Directions |
Scan the data below and work out how many of its lines contain the word "RequestState". Give only that number.

*** Opening of Data for this task ***

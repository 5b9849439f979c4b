use std::path::PathBuf;
use std::process::ExitCode;

use clap::{Args, Parser, Subcommand};
use engine::space::{CriterionId, SegmentId};
use metrics_exporter_statsd::StatsdBuilder;
use tracing_subscriber::prelude::*;
use tracing_subscriber::{EnvFilter, fmt};

use crate::commands::{CliError, RequestSpec};
use crate::config::{Config, LoggingConfig, MetricsConfig};

mod commands;
mod config;

#[derive(Parser)]
#[command(about = "Inspect and serve experiment spaces")]
struct Cli {
    #[arg(long, short, default_value = "divert.yaml")]
    config: PathBuf,

    #[command(subcommand)]
    command: CliCommand,
}

#[derive(Subcommand)]
enum CliCommand {
    /// Validate the configured space and print a summary
    Check,
    /// Divert a single synthetic request and print its flag values
    Divert(DivertArgs),
    /// Keep reloading the configured space until interrupted
    Watch,
}

#[derive(Args)]
struct DivertArgs {
    /// Diversion identifier as CRITERION=VALUE
    #[arg(long = "id", value_parser = parse_identifier)]
    identifiers: Vec<(CriterionId, String)>,

    /// Experiment id to force the request into
    #[arg(long = "force")]
    forced_ids: Vec<SegmentId>,

    /// Request time in milliseconds since the epoch
    #[arg(long)]
    time: Option<i64>,

    /// Request attribute as NAME=VALUE
    #[arg(long = "attr", value_parser = parse_attribute)]
    attributes: Vec<(String, String)>,
}

fn parse_identifier(raw: &str) -> Result<(CriterionId, String), String> {
    let (criterion, value) = parse_attribute(raw)?;
    let criterion = criterion
        .parse()
        .map_err(|_| format!("{criterion} is not a criterion id"))?;
    Ok((criterion, value))
}

fn parse_attribute(raw: &str) -> Result<(String, String), String> {
    raw.split_once('=')
        .map(|(name, value)| (name.to_string(), value.to_string()))
        .ok_or_else(|| format!("expected NAME=VALUE, got {raw}"))
}

fn init_logging(config: &LoggingConfig) -> Option<sentry::ClientInitGuard> {
    let guard = config.sentry_dsn.as_deref().map(|dsn| {
        sentry::init((
            dsn,
            sentry::ClientOptions {
                release: sentry::release_name!(),
                ..Default::default()
            },
        ))
    });

    let filter =
        EnvFilter::try_from_default_env().unwrap_or_else(|_| EnvFilter::new(&config.level));
    tracing_subscriber::registry()
        .with(filter)
        .with(fmt::layer())
        .with(guard.is_some().then(|| sentry::integrations::tracing::layer()))
        .init();

    guard
}

fn init_metrics(config: &MetricsConfig) -> Result<(), CliError> {
    let recorder = StatsdBuilder::from(config.statsd_host.clone(), config.statsd_port)
        .build(Some(config.prefix.as_str()))?;
    metrics::set_global_recorder(recorder).map_err(|_| CliError::RecorderInstalled)?;

    shared::metrics_defs::describe_all(engine::metrics_defs::ALL_METRICS);
    shared::metrics_defs::describe_all(loader::metrics_defs::ALL_METRICS);
    Ok(())
}

async fn run(cli: Cli, config: Config) -> Result<(), CliError> {
    if let Some(metrics) = &config.common.metrics {
        init_metrics(metrics)?;
    }

    match cli.command {
        CliCommand::Check => {
            println!("{}", commands::check(&config).await?);
        }
        CliCommand::Divert(args) => {
            let request = RequestSpec {
                identifiers: args.identifiers,
                forced_ids: args.forced_ids,
                request_time_msec: args.time,
                attributes: args.attributes,
            };
            println!("{}", commands::divert(&config, &request).await?);
        }
        CliCommand::Watch => commands::watch(&config).await?,
    }
    Ok(())
}

#[tokio::main]
async fn main() -> ExitCode {
    let cli = Cli::parse();

    let config = match Config::from_file(&cli.config) {
        Ok(config) => config,
        Err(err) => {
            eprintln!("{}: {err}", cli.config.display());
            return ExitCode::FAILURE;
        }
    };
    let _sentry = init_logging(&config.logging());

    match run(cli, config).await {
        Ok(()) => ExitCode::SUCCESS,
        Err(err) => {
            tracing::error!(error = %err, "divert failed");
            ExitCode::FAILURE
        }
    }
}
//! Common types for metrics definitions.
//!
//! Each crate lists its metrics as `MetricDef` constants in its own
//! `metrics_defs` module and emits them through the macros below, so metric
//! names live in exactly one place.

#[derive(Debug, Clone, Copy, PartialEq, Eq)]
pub enum MetricType {
    Counter,
    Gauge,
    Histogram,
}

impl MetricType {
    pub const fn as_str(&self) -> &'static str {
        match self {
            MetricType::Counter => "Counter",
            MetricType::Gauge => "Gauge",
            MetricType::Histogram => "Histogram",
        }
    }
}

#[derive(Debug, Clone, Copy)]
pub struct MetricDef {
    pub name: &'static str,
    pub metric_type: MetricType,
    pub description: &'static str,
}

/// Registers the description of every metric with the installed recorder.
pub fn describe_all(defs: &[MetricDef]) {
    for def in defs {
        match def.metric_type {
            MetricType::Counter => metrics::describe_counter!(def.name, def.description),
            MetricType::Gauge => metrics::describe_gauge!(def.name, def.description),
            MetricType::Histogram => metrics::describe_histogram!(def.name, def.description),
        }
    }
}

#[macro_export]
macro_rules! counter {
    ($def:expr) => {
        metrics::counter!($def.name)
    };
    ($def:expr, $($label:tt)+) => {
        metrics::counter!($def.name, $($label)+)
    };
}

#[macro_export]
macro_rules! gauge {
    ($def:expr) => {
        metrics::gauge!($def.name)
    };
    ($def:expr, $($label:tt)+) => {
        metrics::gauge!($def.name, $($label)+)
    };
}

#[macro_export]
macro_rules! histogram {
    ($def:expr) => {
        metrics::histogram!($def.name)
    };
    ($def:expr, $($label:tt)+) => {
        metrics::histogram!($def.name, $($label)+)
    };
}
use std::collections::HashSet;

use super::{CacheLevel, Condition, ConditionError};
use crate::context::DiversionContext;

/// True when a request attribute equals one of the configured arguments.
///
/// `PropertyCondition::new("country", CacheLevel::Request)` initialized with
/// `["us", "ca"]` matches requests whose `country` attribute is `us` or `ca`.
#[derive(Debug, Clone)]
pub struct PropertyCondition {
    attribute: String,
    values: HashSet<String>,
    cache_level: CacheLevel,
}

impl PropertyCondition {
    pub fn new(attribute: impl Into<String>, cache_level: CacheLevel) -> Self {
        PropertyCondition {
            attribute: attribute.into(),
            values: HashSet::new(),
            cache_level,
        }
    }
}

impl Condition for PropertyCondition {
    fn initialize(&mut self, args: &[String]) -> Result<(), ConditionError> {
        if args.is_empty() {
            return Err(ConditionError::Arity {
                min: 1,
                max: usize::MAX,
                actual: 0,
            });
        }
        self.values = args.iter().cloned().collect();
        Ok(())
    }

    fn evaluate(&self, ctx: &dyn DiversionContext) -> bool {
        ctx.attribute(&self.attribute)
            .is_some_and(|value| self.values.contains(value))
    }

    fn cache_level(&self) -> CacheLevel {
        self.cache_level
    }
}

/// Accepts every request but insists on an argument count.
///
/// Used by offline tooling that has to validate configurations without access
/// to the real condition implementations.
#[derive(Debug, Clone, Copy)]
pub struct ArityCondition {
    min_args: usize,
    max_args: usize,
}

impl ArityCondition {
    pub fn new(min_args: usize, max_args: usize) -> Self {
        ArityCondition { min_args, max_args }
    }
}

impl Condition for ArityCondition {
    fn initialize(&mut self, args: &[String]) -> Result<(), ConditionError> {
        if args.len() < self.min_args || args.len() > self.max_args {
            return Err(ConditionError::Arity {
                min: self.min_args,
                max: self.max_args,
                actual: args.len(),
            });
        }
        Ok(())
    }

    fn evaluate(&self, _ctx: &dyn DiversionContext) -> bool {
        true
    }

    fn cache_level(&self) -> CacheLevel {
        CacheLevel::None
    }
}

#[cfg(test)]
mod tests {
    use super::*;
    use crate::context::StaticContext;

    #[test]
    fn test_property_condition() {
        let mut condition = PropertyCondition::new("country", CacheLevel::Request);
        condition
            .initialize(&["us".to_string(), "ca".to_string()])
            .unwrap();

        assert!(condition.evaluate(&StaticContext::new().with_attribute("country", "ca")));
        assert!(!condition.evaluate(&StaticContext::new().with_attribute("country", "de")));
        assert!(!condition.evaluate(&StaticContext::new()));
        assert_eq!(condition.cache_level(), CacheLevel::Request);
    }

    #[test]
    fn test_property_condition_requires_values() {
        let mut condition = PropertyCondition::new("country", CacheLevel::Request);
        assert!(matches!(
            condition.initialize(&[]),
            Err(ConditionError::Arity { actual: 0, .. })
        ));
    }

    #[test]
    fn test_arity_condition() {
        let mut condition = ArityCondition::new(1, 2);
        assert!(condition.initialize(&["a".to_string()]).is_ok());
        assert!(condition
            .initialize(&["a".to_string(), "b".to_string()])
            .is_ok());
        assert_eq!(
            condition.initialize(&[]),
            Err(ConditionError::Arity {
                min: 1,
                max: 2,
                actual: 0
            })
        );
        assert!(condition
            .initialize(&["a".into(), "b".into(), "c".into()])
            .is_err());

        assert!(condition.evaluate(&StaticContext::new()));
        assert_eq!(condition.cache_level(), CacheLevel::None);
    }
}
use std::collections::BTreeSet;
use std::sync::Arc;

use arc_swap::ArcSwap;
use shared::counter;

use crate::context::DiversionContext;
use crate::metrics_defs::{
    DIVERSION_ASSIGNMENTS, DIVERSION_ERRORS, DIVERSION_NONE, DIVERSION_REQUESTS, SEGMENTS_DISABLED,
    SPACE_UPDATES,
};
use crate::space::{DiversionError, ExperimentSpace, SegmentId};
use crate::state::RequestState;

/// Entry point for request handling. Holds the currently published
/// [`ExperimentSpace`] and swaps it atomically on reload.
///
/// A request diverts against whichever snapshot it loaded first and keeps that
/// snapshot alive until it is done, so updates never block diversion.
#[derive(Debug)]
pub struct ExperimentHandler {
    space: ArcSwap<ExperimentSpace>,
}

impl Default for ExperimentHandler {
    fn default() -> Self {
        Self::new(ExperimentSpace::empty(""))
    }
}

impl ExperimentHandler {
    pub fn new(space: ExperimentSpace) -> Self {
        ExperimentHandler {
            space: ArcSwap::from_pointee(space),
        }
    }

    /// Diverts the request and installs the resulting flag settings.
    ///
    /// Can be called more than once per request. A layer is skipped once the
    /// request carries any id it can record, including its fallback ids and
    /// the segments of its domains. Forced ids already carried are not applied
    /// again. New overrides are layered on top of the settings from the
    /// previous call.
    pub fn handle<C: DiversionContext>(
        &self,
        state: &mut RequestState<C>,
    ) -> Result<(), DiversionError> {
        let space = self.space.load_full();
        let mut new_ids = BTreeSet::new();
        let settings = space
            .diversion(
                state.context(),
                state.experiment_ids(),
                state.flag_settings(),
                &mut new_ids,
            )
            .inspect_err(|e| {
                counter!(DIVERSION_ERRORS).increment(1);
                tracing::error!(
                    error = %e,
                    version = space.version_identifier(),
                    "Diversion failed, the experiment space is inconsistent"
                );
            })?;

        counter!(DIVERSION_REQUESTS).increment(1);
        if new_ids.is_empty() {
            counter!(DIVERSION_NONE).increment(1);
        }
        for id in &new_ids {
            counter!(DIVERSION_ASSIGNMENTS, "segment_id" => space.segment_label(*id)).increment(1);
        }
        tracing::trace!(ids = ?new_ids, "Diverted request");
        state.record_diversion(settings, new_ids);
        Ok(())
    }

    /// Turns a segment off in the current snapshot. Returns false if the
    /// snapshot has no segment with that id.
    pub fn disable(&self, id: SegmentId) -> bool {
        let space = self.space.load();
        if !space.disable(id) {
            return false;
        }
        counter!(SEGMENTS_DISABLED).increment(1);
        tracing::info!(
            segment_id = id,
            version = space.version_identifier(),
            "Disabled segment"
        );
        true
    }

    pub fn version_identifier(&self) -> String {
        self.space.load().version_identifier().to_string()
    }

    pub fn current(&self) -> Arc<ExperimentSpace> {
        self.space.load_full()
    }

    /// Publishes a new snapshot. Requests already diverting keep the old one.
    pub fn update(&self, space: ExperimentSpace) {
        tracing::info!(
            version = space.version_identifier(),
            segments = space.segment_count(),
            "Publishing experiment space"
        );
        counter!(SPACE_UPDATES).increment(1);
        self.space.store(Arc::new(space));
    }
}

*** Close of Data for this task ***

Response area |
2